Calvin Bonney

Born in 1951 to a family with a long history in transport dating back to horse and carts in the 1920s. This inductees father was a mechanic and truck driver that met his mother while picking up milk from her family farm in the late 1940’s.
Their life revolved around the family business L.W. Bonney & Sons Ltd. Located on the Great South Road in Papatoetoe directly behind the family homes. The depot housed a fleet of Commers, Leylands and Mercedes Benz’ that peaked at 26 tip trucks in the 1950s.
He was a worker from the beginning with a variety of after school jobs, but spent every spare moment that he could in a truck, or in the workshop.
Back then Bonney’s carted sand, coal and aggregate – being post war there was a strong emphasis on building Auckland’s infrastructure. The drivers became part of the family, they stayed for 25 years or were helped into their own businesses.
In 1970 when it came time to leave school, he joined Mayo & Sons where he served his time as a fitter and turner. It was here that he was introduced to motor racing by Merv Mayo who was friends with the likes of Bruce McLaren. Our inductee went on to crew for Bruce and many more like him. He even drove an early sprint car at Western Springs for John Cann.
He left Mayo & Sons after three years to do a three-month International Vintage Car Rally around the South Island. When he got home he jumped straight into a Bonney’s TK Bedford before being promoted to a Mercedes Benz semi and trailer carting sand and coal for the next year.

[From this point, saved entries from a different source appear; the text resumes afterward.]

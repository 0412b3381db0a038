//! The on-disk store:
//!
//! ```text
//! <root>/<app>/<version>/bin/<executable>
//! <root>/<app>/current -> <version>
//! ```
//!
//! This crate only reads it. Writing lives in `lav-install`.

pub use error::{Error, Result};
pub use name::{NameKind, check_name};
pub use store::Store;

mod error;
mod name;
mod store;

/// Reserved entry under each application naming the current version.
pub const CURRENT: &str = "current";

/// Executable directory inside every version.
pub const BIN_DIR: &str = "bin";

Then 1973 he met Ann Rambaud, a nurse from Papatoetoe whose father also owned trucks. Married in 1975 they had three children all born in quick succession between 1978 and 1982.
Keen to make his own way he formed CD Bonney Ltd in 1973, purchasing his first truck – a four-cylinder two stroke 1952 Foden to cart phosphate off the Ports of Auckland. The same year he replaced the Foden for a 1966 Mercedes 1418.
From there in partnership with Bonney’s he won the business to cart bulk grain and bagged flour for Bycroft’s and Champion. By 1974 his fleet had expanded to three trucks with the addition of a second 1418 Merc and a K Series Ford.
That same year he was elected to the Board of the National Road Carriers and remains on it today.
Altranz acquired the CD Bonney and LW Bonney & Sons flour fleets in 1980, leaving he to try his hand at a few different things including a sun visor and truck accessory business and helping his old friend Alan Lewis build up his business Alert Engineering.
Then in 1984, on a chance visit to the Bonney’s yard he left owning the family business. There were three trucks, based East Tamaki still carting coal, sand and aggregate. On day one he added a fourth truck an International Paystar to the fleet, which would become one of New Zealand’s first race trucks.
Naturally entrepreneurial he, worked day and night to build the business and took advantage of the changing industry landscape. Innovation had always been a key differentiator for Bonney’s they were the first to put flour into tankers in 1964 and they would now be first to put sugar into pneumatic tankers in the 1980s.
A run of acquisitions saw the Bonney’s fleet grow to around 120 trucks with depots in Auckland, the Waikato and Blenheim. Known for having one of the best cared for fleets, it reflects the Bonney’s culture of safety, service, pride, care and attention to detail. Today the company provides specialised bulk transport services to its customers, delivering raw ingredients to factories and then delivering the final product – most importantly making sure that their customers’ supply chains keep on moving.
This inductee’s commitment to the industry was recognised in 2018 when he was made a Member of the New Zealand order of Merit for his services to transport and motorsport.
As an advocate for the trucking industry in New Zealand for more than 40 years, alongside his business interests, he has served as a Director and President of the National Road Carriers Association, and as a Director and Chair of the Road Transport Forum New Zealand. He has been recognised by both organisations with life membership.
Regarded for his willingness to put the needs of the industry ahead of those of his own business. He has given strong support to the introduction of a wide range of practical safety and productivity policies across government and the industry.
With an enduring association with motorsport, as a driver and as an instigator of truck racing in New Zealand with Trevor Woolston, he has provided transport and other support for major events, particularly as a long-time sponsor of transport requirements for the annual Festival of Motorsport.
And was one of the initial supporters of the Variety Club’s ‘Bash’, driving his own car in events and providing transportation and other services for cars coming into the country for the event.